> Provided data
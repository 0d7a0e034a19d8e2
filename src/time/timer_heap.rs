//! Timer heap for deadline management.
//!
//! A min-heap of `(deadline, key)` entries. Entries are never removed out of
//! order: the owner validates a key when it pops, so a scope that was popped
//! or a timer that was disarmed simply expires into nothing.

use crate::types::Time;
use std::cmp::Ordering;
use std::collections::BinaryHeap;

#[derive(Debug, Clone, Eq, PartialEq)]
struct TimerEntry<K> {
    deadline: Time,
    key: K,
    /// Insertion order; ties fire first-in first-out.
    generation: u64,
}

impl<K: Eq> Ord for TimerEntry<K> {
    fn cmp(&self, other: &Self) -> Ordering {
        // Reverse ordering for min-heap (earliest deadline first)
        other
            .deadline
            .cmp(&self.deadline)
            .then_with(|| other.generation.cmp(&self.generation))
    }
}

impl<K: Eq> PartialOrd for TimerEntry<K> {
    fn partial_cmp(&self, other: &Self) -> Option<Ordering> {
        Some(self.cmp(other))
    }
}

/// A min-heap of timers ordered by deadline.
#[derive(Debug)]
pub struct TimerHeap<K> {
    heap: BinaryHeap<TimerEntry<K>>,
    next_generation: u64,
}

impl<K: Eq> Default for TimerHeap<K> {
    fn default() -> Self {
        Self {
            heap: BinaryHeap::new(),
            next_generation: 0,
        }
    }
}

impl<K: Eq> TimerHeap<K> {
    /// Creates a new empty timer heap.
    #[must_use]
    pub fn new() -> Self {
        Self::default()
    }

    /// Returns the number of entries, including ones that will be skipped.
    #[must_use]
    pub fn len(&self) -> usize {
        self.heap.len()
    }

    /// Returns true if the heap is empty.
    #[must_use]
    pub fn is_empty(&self) -> bool {
        self.heap.is_empty()
    }

    /// Adds an entry firing at `deadline`.
    pub fn insert(&mut self, key: K, deadline: Time) {
        let generation = self.next_generation;
        self.next_generation += 1;
        self.heap.push(TimerEntry {
            deadline,
            key,
            generation,
        });
    }

    /// Returns the earliest deadline, if any.
    #[must_use]
    pub fn peek_deadline(&self) -> Option<Time> {
        self.heap.peek().map(|e| e.deadline)
    }

    /// Pops all entries whose deadline is at or before `now`.
    ///
    /// Never returns an entry early.
    pub fn pop_expired(&mut self, now: Time) -> Vec<K> {
        let mut expired = Vec::new();
        while self.heap.peek().is_some_and(|e| e.deadline <= now) {
            if let Some(entry) = self.heap.pop() {
                expired.push(entry.key);
            }
        }
        expired
    }

    /// Drops entries for which `keep` returns false.
    pub fn retain(&mut self, mut keep: impl FnMut(&K) -> bool) {
        self.heap.retain(|e| keep(&e.key));
    }

    /// Clears all timers.
    pub fn clear(&mut self) {
        self.heap.clear();
    }
}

> Description of the task
Write out word for word only the lines from the start of the entries down to the line with "(earliest deadline first)", please, including both ends.

> Reply
repository 0d7a0e034a19d8e2
filename src/time/timer_heap.rs
//! Timer heap for deadline management.
//!
//! A min-heap of `(deadline, key)` entries. Entries are never removed out of
//! order: the owner validates a key when it pops, so a scope that was popped
//! or a timer that was disarmed simply expires into nothing.

use crate::types::Time;
use std::cmp::Ordering;
use std::collections::BinaryHeap;

#[derive(Debug, Clone, Eq, PartialEq)]
struct TimerEntry<K> {
    deadline: Time,
    key: K,
    /// Insertion order; ties fire first-in first-out.
    generation: u64,
}

impl<K: Eq> Ord for TimerEntry<K> {
    fn cmp(&self, other: &Self) -> Ordering {
        // Reverse ordering for min-heap (earliest deadline first)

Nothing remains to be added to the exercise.